Coronavirus is the voice of the Earth
By Dr. Satish Kumar, Editor Emeritus, Resurgence & Ecologist
What lessons can we learn from this crisis?
The year 2020 will be remembered as the year of Covid-19. The year of social distancing, lockdowns and staying indoors even when the sun was shining, flowers were flourishing, and birds were singing their sweet songs in the spring.
I took that time of “quarantine” or self-isolation as a blessing, a time for spiritual retreat and a time for reflection. I read Rumi and Hafiz, I read Shakespeare’s Sonnets. I read Rabindranath Tagore. I thought of the word, Quarantine, with its association with Lent and I also learnt that originally the word was referred to the period of forty days which Jesus Christ spent fasting in the desert. So, for me the time of quarantine became a time of inner solitude.
However, I was fully mindful of the reasons behind this and was sad to see so much suffering in the world. The whole world was engulfed in an unprecedented Coronavirus crisis. I am 84 and I have never experienced such a drastic and dreadful situation in my entire life.
It was more than being in a state of war. Wars are initiated by humans and can be controlled or ended by humans. But Coronavirus was a show of nature’s power and beyond human control. Modern humans believed that through science and technology we can conquer nature. But through Coronavirus, nature was speaking to us loud and clear that the talk of conquering nature is sheer human arrogance.
Human desire to conquer nature comes from the belief that humans are separate from nature and have superior powers. This dualistic thinking is at the root of our inability to deal with many of the natural upheavals, such as forest fires, floods and, in particular, climate change, global heating and pandemics like Covid-19. We seem to believe that one way or the other we will find technological solutions to subjugate nature and make her subservient of human dominance.

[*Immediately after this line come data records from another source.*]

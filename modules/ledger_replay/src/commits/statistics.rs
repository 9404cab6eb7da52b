//! Running supply totals, one row per level

use anyhow::Result;

use bakehouse_common::{BlockEvents, Statistics};

use super::{BlockStep, CommitUnit};
use crate::context::LedgerContext;

pub struct StatisticsCommit;

impl CommitUnit for StatisticsCommit {
    fn name(&self) -> &'static str {
        "statistics"
    }

    fn apply(&self, ctx: &mut LedgerContext<'_>, step: &mut BlockStep<'_>) -> Result<()> {
        let previous = ctx.head_statistics().cloned().unwrap_or_default();
        let mut row = previous.next(step.level(), &ctx.stats);

        if step.has_event(BlockEvents::CycleEnd) {
            row.cycle = Some(step.cycle());
        }
        let day = step.block.timestamp.date_naive();
        let new_day = match ctx.app_state().timestamp {
            Some(head) => head.date_naive() != day,
            None => true,
        };
        if step.genesis || new_day {
            row.date = Some(day);
        }

        ctx.put_statistics(row.clone());
        ctx.set_head_statistics(Some(row));
        Ok(())
    }

    fn revert(&self, ctx: &mut LedgerContext<'_>, step: &mut BlockStep<'_>) -> Result<()> {
        let level = step.level();
        ctx.delete_statistics(level);
        let previous: Option<Statistics> = if step.genesis {
            None
        } else {
            ctx.store().statistics(level - 1)?
        };
        ctx.set_head_statistics(previous);
        Ok(())
    }
}

#[cfg(test)]
mod tests {
    use crate::test_utils::{assert_reverted, block_hash, extend, setup, timestamp};
    use bakehouse_common::{protocol_params::ProtocolVersion, Level};
    use bakehouse_module_ledger_store::LedgerStore;

    #[test]
    fn first_block_of_each_day_and_last_of_each_cycle_are_marked() {
        let (store, mut pipeline, chain) = setup(ProtocolVersion::Tenderbake, 100);
        extend(&mut pipeline, &chain, 9);

        // Six hours per level: levels 4 and 8 open a day
        let rows: Vec<_> = (1..=9).map(|l| store.statistics(l).unwrap().unwrap()).collect();
        let days: Vec<Level> = rows.iter().filter(|r| r.date.is_some()).map(|r| r.level).collect();
        assert_eq!(days, vec![1, 4, 8]);
        assert_eq!(rows[3].date, Some(timestamp(4).date_naive()));
        let ends: Vec<Level> = rows.iter().filter(|r| r.cycle.is_some()).map(|r| r.level).collect();
        assert_eq!(ends, vec![8]);
        assert_eq!(rows[7].cycle, Some(0));

        // Level 10 shares the day of level 8 unless it comes a day late
        let before = store.snapshot().unwrap();
        let mut node = chain.next(store.as_ref(), 10, block_hash(9, "main"));
        node.header.timestamp = timestamp(10) + chrono::Duration::days(1);
        pipeline.apply_block(&node).unwrap();
        assert_eq!(
            store.statistics(10).unwrap().unwrap().date,
            Some(node.header.timestamp.date_naive())
        );

        pipeline.revert_head(&block_hash(10, "main")).unwrap();
        assert_reverted(&store, before, 10);
        assert_eq!(pipeline.head_statistics(), store.statistics(9).unwrap().as_ref());

        extend(&mut pipeline, &chain, 10);
        assert_eq!(store.statistics(10).unwrap().unwrap().date, None);
    }
}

Rather than looking at the root causes of Coronavirus, the government’s, industrialists and scientists are looking for vaccines to suppress the symptoms. Vaccines may be a temporary solution, but we need to think and act more intelligently and more wisely. Rather than treating the symptoms we need to address the causes of this crisis.
In The Guardian of the 26th of March Laura Spinney a science writer asks, “why the emergence of human infections of animal origin have accelerated in recent decades?” And answering her own question she says that “the forces putting those viruses in our path are political and economic. They have to do with the rise of industrial-scale farming and the resulting marginalisation of millions of small holder farmers. They have been forced closer to uncultivable zones such as forests, where bats - reservoirs for Coronavirus - lurk”.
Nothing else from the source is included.